Aside from our gracious Inuit guests, I’ve not mentioned much of the diverse bunch on board. Most of the staff on this Baffin Island expedition are raging adventurists (tho’ pleasant and unassuming) who fill our afternoons with lectures on birding, ancient tool making, the absolute realities of ice shrinkage or the trials of modern Inuit culture. It’s quite social.
It was on this very vessel some years ago that ship physician Vincent Lam “cornered” Margaret Atwood, sent her a manuscript and there began his rise to fame as a celebrated Canadian author. Great story, but it’s the “cornering” that is unconvincing – in such close quarters it’s actually hard to escape others. You bond over meals, knocking heads in rough zodiacs, or losing a soccer match to excited kids in Pond Inlet. Lam writes of his time on board the Akademik Ioffe in the Globe & Mail: http://www.vincentlam.ca/articles-020825-an-arctic-trip.php
Ken McGoogan, Author: As we tour the graves of men lost in search of the elusive Northwest Passage, or
explore abandoned Mounted Police posts in the high north, historian Ken McGoogan proves to be the ultimate storyteller. Suspicious deaths, lead poisoning and cannibalism are a specialty. Though a Eurocentric slant is often put on arctic exploration, Ken intertwines legendary Inuk explorers into the European tales.
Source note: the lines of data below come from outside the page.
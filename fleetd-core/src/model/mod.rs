//! Domain entities (C3): job, step, node, frontend, partition, reservation,
//! and the signed credential that binds a step to the nodes running it.

pub mod credential;
pub mod frontend;
pub mod job;
pub mod node;
pub mod partition;
pub mod reservation;
pub mod step;

pub use credential::{CredentialClaims, SignedCredential};
pub use frontend::{FrontEnd, FrontEndState};
pub use job::{Job, JobFlags, JobReason, JobRequest, JobResources, JobState};
pub use node::{Node, NodeFlags, NodeState};
pub use partition::{Partition, PartitionState};
pub use reservation::Reservation;
pub use step::{Step, StepState};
He tells us (as we pass an antiquated outhouse in desolate Dundas Harbour) that explorers who connected with this land and its people interest him far more than those who did not. www.harpercollins.ca/kenmcgoogan
Photo: Ken reads from Race To The Polar Sea, released while we’re at sea.
Pat Fairhead, Artist: When she not spontaneously dancing, you’ll find Pat painting at
a porthole on deck three. She wears a mysterious smile and is eternally in awe of the sky. For real? Can this sky evoke her breathless inspiration all the time? I found my answer might be ‘yes’ one early morning, as I shuffled along the slippery deck for exercise and found her doing the same. She was soaking in the horizon. “Did you notice how the light is changing from there to there?” Nope, I had not. She has to point out this subtlety – this changes the way I view her paintings. I asked her how long it would take for this stark scenery to settle on her eyeballs and become commonplace.
“Never, never, never… Never!”
“How do you know?” I challenged.
“Well this is my 8 or 9th time up here… it’s a most exciting place!” Ok, Pat, you win.